- Records from a data source

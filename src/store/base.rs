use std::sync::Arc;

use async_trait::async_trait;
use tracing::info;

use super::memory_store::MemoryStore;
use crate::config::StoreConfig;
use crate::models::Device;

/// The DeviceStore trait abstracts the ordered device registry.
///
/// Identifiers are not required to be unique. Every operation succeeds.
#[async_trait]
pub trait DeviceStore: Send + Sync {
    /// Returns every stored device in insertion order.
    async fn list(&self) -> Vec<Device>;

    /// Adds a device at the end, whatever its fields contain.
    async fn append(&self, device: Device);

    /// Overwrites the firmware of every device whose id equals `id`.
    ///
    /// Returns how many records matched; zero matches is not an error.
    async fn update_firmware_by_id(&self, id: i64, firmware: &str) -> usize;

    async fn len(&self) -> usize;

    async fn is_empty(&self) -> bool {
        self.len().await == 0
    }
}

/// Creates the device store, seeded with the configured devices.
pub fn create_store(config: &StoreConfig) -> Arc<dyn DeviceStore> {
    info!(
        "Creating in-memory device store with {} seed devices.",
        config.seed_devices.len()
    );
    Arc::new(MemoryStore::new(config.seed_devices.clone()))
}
---
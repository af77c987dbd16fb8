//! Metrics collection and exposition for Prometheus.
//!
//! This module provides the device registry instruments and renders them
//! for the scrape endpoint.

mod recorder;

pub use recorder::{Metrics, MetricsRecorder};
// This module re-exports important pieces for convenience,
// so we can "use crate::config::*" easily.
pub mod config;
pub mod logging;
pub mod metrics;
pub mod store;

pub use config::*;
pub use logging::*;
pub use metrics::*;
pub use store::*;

- Task brief
Across all the records, find the lines containing the word "self" and reproduce each one.

- Reply to the task
    async fn list(&self) -> Vec<Device>;
    async fn append(&self, device: Device);
    async fn update_firmware_by_id(&self, id: i64, firmware: &str) -> usize;
    async fn len(&self) -> usize;
    async fn is_empty(&self) -> bool {
        self.len().await == 0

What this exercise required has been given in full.